The full listing below must be printed exactly, word for word.

START RECORD EXTRACTS

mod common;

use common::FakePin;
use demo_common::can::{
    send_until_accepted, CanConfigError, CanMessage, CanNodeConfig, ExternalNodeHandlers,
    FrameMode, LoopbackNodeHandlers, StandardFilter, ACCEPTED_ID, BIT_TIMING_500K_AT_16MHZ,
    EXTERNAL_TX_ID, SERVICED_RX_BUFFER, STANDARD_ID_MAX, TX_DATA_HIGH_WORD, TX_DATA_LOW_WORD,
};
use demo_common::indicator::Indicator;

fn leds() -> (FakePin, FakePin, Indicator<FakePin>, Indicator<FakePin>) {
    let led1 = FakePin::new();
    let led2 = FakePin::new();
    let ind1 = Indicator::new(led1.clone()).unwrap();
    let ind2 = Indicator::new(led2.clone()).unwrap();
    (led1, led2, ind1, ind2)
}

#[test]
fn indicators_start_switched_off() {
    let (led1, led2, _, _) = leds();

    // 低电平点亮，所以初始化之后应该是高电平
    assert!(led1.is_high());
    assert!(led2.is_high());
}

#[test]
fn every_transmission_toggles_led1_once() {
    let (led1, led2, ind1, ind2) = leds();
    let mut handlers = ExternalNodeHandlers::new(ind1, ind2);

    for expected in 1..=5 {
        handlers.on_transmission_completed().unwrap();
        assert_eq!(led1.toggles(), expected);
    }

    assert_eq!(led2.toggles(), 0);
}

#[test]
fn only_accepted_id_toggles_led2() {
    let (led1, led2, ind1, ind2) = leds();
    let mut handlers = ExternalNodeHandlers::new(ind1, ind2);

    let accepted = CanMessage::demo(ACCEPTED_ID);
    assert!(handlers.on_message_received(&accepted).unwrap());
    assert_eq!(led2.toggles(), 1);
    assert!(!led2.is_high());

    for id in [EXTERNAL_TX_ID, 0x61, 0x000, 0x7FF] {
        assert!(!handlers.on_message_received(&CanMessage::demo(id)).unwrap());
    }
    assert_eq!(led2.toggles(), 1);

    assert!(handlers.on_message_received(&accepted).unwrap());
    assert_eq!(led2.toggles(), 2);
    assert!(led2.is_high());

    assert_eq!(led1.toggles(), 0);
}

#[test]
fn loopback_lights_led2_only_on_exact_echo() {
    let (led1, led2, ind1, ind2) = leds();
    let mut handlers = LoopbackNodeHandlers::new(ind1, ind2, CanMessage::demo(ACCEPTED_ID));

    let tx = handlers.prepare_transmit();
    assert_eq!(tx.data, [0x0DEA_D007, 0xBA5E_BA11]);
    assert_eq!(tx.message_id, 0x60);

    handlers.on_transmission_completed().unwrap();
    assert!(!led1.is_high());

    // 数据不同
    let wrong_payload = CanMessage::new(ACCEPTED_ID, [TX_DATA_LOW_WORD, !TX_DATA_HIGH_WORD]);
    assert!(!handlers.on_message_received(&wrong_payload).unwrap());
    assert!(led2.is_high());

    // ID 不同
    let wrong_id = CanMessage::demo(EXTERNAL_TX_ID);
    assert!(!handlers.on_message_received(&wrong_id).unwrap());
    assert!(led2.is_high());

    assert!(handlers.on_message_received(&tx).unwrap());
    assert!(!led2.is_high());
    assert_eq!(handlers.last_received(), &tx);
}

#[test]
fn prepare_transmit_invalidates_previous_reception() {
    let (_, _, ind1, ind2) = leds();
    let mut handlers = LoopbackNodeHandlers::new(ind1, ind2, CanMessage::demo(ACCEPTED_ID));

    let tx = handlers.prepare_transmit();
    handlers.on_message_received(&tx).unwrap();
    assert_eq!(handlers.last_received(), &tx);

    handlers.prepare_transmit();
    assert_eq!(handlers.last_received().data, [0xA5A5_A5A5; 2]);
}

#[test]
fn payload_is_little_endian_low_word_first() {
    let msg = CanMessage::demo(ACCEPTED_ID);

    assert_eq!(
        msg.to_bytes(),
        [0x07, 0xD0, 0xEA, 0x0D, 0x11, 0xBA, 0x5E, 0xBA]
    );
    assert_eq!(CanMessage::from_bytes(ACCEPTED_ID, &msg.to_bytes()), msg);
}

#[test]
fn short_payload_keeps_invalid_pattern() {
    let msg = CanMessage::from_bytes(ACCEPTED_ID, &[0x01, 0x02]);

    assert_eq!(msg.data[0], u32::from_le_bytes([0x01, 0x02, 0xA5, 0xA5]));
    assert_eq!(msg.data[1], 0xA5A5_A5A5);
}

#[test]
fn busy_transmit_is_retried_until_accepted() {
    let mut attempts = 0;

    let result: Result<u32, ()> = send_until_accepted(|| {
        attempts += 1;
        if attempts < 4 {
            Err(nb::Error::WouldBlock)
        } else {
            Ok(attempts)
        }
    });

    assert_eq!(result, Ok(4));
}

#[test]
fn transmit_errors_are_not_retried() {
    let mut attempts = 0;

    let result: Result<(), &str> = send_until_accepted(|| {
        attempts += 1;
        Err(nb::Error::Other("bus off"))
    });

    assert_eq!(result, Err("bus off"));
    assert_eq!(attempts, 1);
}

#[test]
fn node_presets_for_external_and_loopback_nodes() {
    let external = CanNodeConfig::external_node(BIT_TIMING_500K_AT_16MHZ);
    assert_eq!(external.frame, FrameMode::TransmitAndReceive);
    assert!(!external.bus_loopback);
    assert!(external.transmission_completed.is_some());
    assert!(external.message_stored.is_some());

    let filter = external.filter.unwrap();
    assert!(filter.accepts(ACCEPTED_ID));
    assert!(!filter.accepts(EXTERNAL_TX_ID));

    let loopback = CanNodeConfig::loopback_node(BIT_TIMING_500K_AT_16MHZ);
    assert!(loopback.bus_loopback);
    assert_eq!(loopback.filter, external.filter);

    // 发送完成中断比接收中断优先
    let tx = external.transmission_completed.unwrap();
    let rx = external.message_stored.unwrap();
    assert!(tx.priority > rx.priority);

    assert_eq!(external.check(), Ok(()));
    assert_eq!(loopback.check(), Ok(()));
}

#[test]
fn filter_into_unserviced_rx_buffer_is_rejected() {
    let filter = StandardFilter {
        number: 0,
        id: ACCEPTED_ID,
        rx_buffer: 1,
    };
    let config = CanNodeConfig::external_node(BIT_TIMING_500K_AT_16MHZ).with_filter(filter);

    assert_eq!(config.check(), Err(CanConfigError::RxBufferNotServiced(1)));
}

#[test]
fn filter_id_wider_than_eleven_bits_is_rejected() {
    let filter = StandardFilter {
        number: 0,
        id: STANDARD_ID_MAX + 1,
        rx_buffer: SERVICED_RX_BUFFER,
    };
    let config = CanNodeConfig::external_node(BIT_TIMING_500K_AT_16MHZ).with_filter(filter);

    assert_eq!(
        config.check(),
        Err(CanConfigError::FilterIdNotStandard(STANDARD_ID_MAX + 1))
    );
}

END RECORD EXTRACTS

**REPLY TO THE TASK**
mod common;

use common::FakePin;
use demo_common::can::{
    send_until_accepted, CanConfigError, CanMessage, CanNodeConfig, ExternalNodeHandlers,
    FrameMode, LoopbackNodeHandlers, StandardFilter, ACCEPTED_ID, BIT_TIMING_500K_AT_16MHZ,
    EXTERNAL_TX_ID, SERVICED_RX_BUFFER, STANDARD_ID_MAX, TX_DATA_HIGH_WORD, TX_DATA_LOW_WORD,
};
use demo_common::indicator::Indicator;

fn leds() -> (FakePin, FakePin, Indicator<FakePin>, Indicator<FakePin>) {
    let led1 = FakePin::new();
    let led2 = FakePin::new();
    let ind1 = Indicator::new(led1.clone()).unwrap();
    let ind2 = Indicator::new(led2.clone()).unwrap();
    (led1, led2, ind1, ind2)
}

#[test]
fn indicators_start_switched_off() {
    let (led1, led2, _, _) = leds();

    // 低电平点亮，所以初始化之后应该是高电平
    assert!(led1.is_high());
    assert!(led2.is_high());
}

#[test]
fn every_transmission_toggles_led1_once() {
    let (led1, led2, ind1, ind2) = leds();
    let mut handlers = ExternalNodeHandlers::new(ind1, ind2);

    for expected in 1..=5 {
        handlers.on_transmission_completed().unwrap();
        assert_eq!(led1.toggles(), expected);
    }

    assert_eq!(led2.toggles(), 0);
}

#[test]
fn only_accepted_id_toggles_led2() {
    let (led1, led2, ind1, ind2) = leds();
    let mut handlers = ExternalNodeHandlers::new(ind1, ind2);

    let accepted = CanMessage::demo(ACCEPTED_ID);
    assert!(handlers.on_message_received(&accepted).unwrap());
    assert_eq!(led2.toggles(), 1);
    assert!(!led2.is_high());

    for id in [EXTERNAL_TX_ID, 0x61, 0x000, 0x7FF] {
        assert!(!handlers.on_message_received(&CanMessage::demo(id)).unwrap());
    }
    assert_eq!(led2.toggles(), 1);

    assert!(handlers.on_message_received(&accepted).unwrap());
    assert_eq!(led2.toggles(), 2);
    assert!(led2.is_high());

    assert_eq!(led1.toggles(), 0);
}

#[test]
fn loopback_lights_led2_only_on_exact_echo() {
    let (led1, led2, ind1, ind2) = leds();
    let mut handlers = LoopbackNodeHandlers::new(ind1, ind2, CanMessage::demo(ACCEPTED_ID));

    let tx = handlers.prepare_transmit();
    assert_eq!(tx.data, [0x0DEA_D007, 0xBA5E_BA11]);
    assert_eq!(tx.message_id, 0x60);

    handlers.on_transmission_completed().unwrap();
    assert!(!led1.is_high());

    // 数据不同
    let wrong_payload = CanMessage::new(ACCEPTED_ID, [TX_DATA_LOW_WORD, !TX_DATA_HIGH_WORD]);
    assert!(!handlers.on_message_received(&wrong_payload).unwrap());
    assert!(led2.is_high());

    // ID 不同
    let wrong_id = CanMessage::demo(EXTERNAL_TX_ID);
    assert!(!handlers.on_message_received(&wrong_id).unwrap());
    assert!(led2.is_high());

    assert!(handlers.on_message_received(&tx).unwrap());
    assert!(!led2.is_high());
    assert_eq!(handlers.last_received(), &tx);
}

#[test]
fn prepare_transmit_invalidates_previous_reception() {
    let (_, _, ind1, ind2) = leds();
    let mut handlers = LoopbackNodeHandlers::new(ind1, ind2, CanMessage::demo(ACCEPTED_ID));

    let tx = handlers.prepare_transmit();
    handlers.on_message_received(&tx).unwrap();
    assert_eq!(handlers.last_received(), &tx);

    handlers.prepare_transmit();
    assert_eq!(handlers.last_received().data, [0xA5A5_A5A5; 2]);
}

#[test]
fn payload_is_little_endian_low_word_first() {
    let msg = CanMessage::demo(ACCEPTED_ID);

    assert_eq!(
        msg.to_bytes(),
        [0x07, 0xD0, 0xEA, 0x0D, 0x11, 0xBA, 0x5E, 0xBA]
    );
    assert_eq!(CanMessage::from_bytes(ACCEPTED_ID, &msg.to_bytes()), msg);
}

#[test]
fn short_payload_keeps_invalid_pattern() {
    let msg = CanMessage::from_bytes(ACCEPTED_ID, &[0x01, 0x02]);

    assert_eq!(msg.data[0], u32::from_le_bytes([0x01, 0x02, 0xA5, 0xA5]));
    assert_eq!(msg.data[1], 0xA5A5_A5A5);
}

#[test]
fn busy_transmit_is_retried_until_accepted() {
    let mut attempts = 0;

    let result: Result<u32, ()> = send_until_accepted(|| {
        attempts += 1;
        if attempts < 4 {
            Err(nb::Error::WouldBlock)
        } else {
            Ok(attempts)
        }
    });

    assert_eq!(result, Ok(4));
}

#[test]
fn transmit_errors_are_not_retried() {
    let mut attempts = 0;

    let result: Result<(), &str> = send_until_accepted(|| {
        attempts += 1;
        Err(nb::Error::Other("bus off"))
    });

    assert_eq!(result, Err("bus off"));
    assert_eq!(attempts, 1);
}

#[test]
fn node_presets_for_external_and_loopback_nodes() {
    let external = CanNodeConfig::external_node(BIT_TIMING_500K_AT_16MHZ);
    assert_eq!(external.frame, FrameMode::TransmitAndReceive);
    assert!(!external.bus_loopback);
    assert!(external.transmission_completed.is_some());
    assert!(external.message_stored.is_some());

    let filter = external.filter.unwrap();
    assert!(filter.accepts(ACCEPTED_ID));
    assert!(!filter.accepts(EXTERNAL_TX_ID));

    let loopback = CanNodeConfig::loopback_node(BIT_TIMING_500K_AT_16MHZ);
    assert!(loopback.bus_loopback);
    assert_eq!(loopback.filter, external.filter);

    // 发送完成中断比接收中断优先
    let tx = external.transmission_completed.unwrap();
    let rx = external.message_stored.unwrap();
    assert!(tx.priority > rx.priority);

    assert_eq!(external.check(), Ok(()));
    assert_eq!(loopback.check(), Ok(()));
}

#[test]
fn filter_into_unserviced_rx_buffer_is_rejected() {
    let filter = StandardFilter {
        number: 0,
        id: ACCEPTED_ID,
        rx_buffer: 1,
    };
    let config = CanNodeConfig::external_node(BIT_TIMING_500K_AT_16MHZ).with_filter(filter);

    assert_eq!(config.check(), Err(CanConfigError::RxBufferNotServiced(1)));
}

#[test]
fn filter_id_wider_than_eleven_bits_is_rejected() {
    let filter = StandardFilter {
        number: 0,
        id: STANDARD_ID_MAX + 1,
        rx_buffer: SERVICED_RX_BUFFER,
    };
    let config = CanNodeConfig::external_node(BIT_TIMING_500K_AT_16MHZ).with_filter(filter);

    assert_eq!(
        config.check(),
        Err(CanConfigError::FilterIdNotStandard(STANDARD_ID_MAX + 1))
    );
}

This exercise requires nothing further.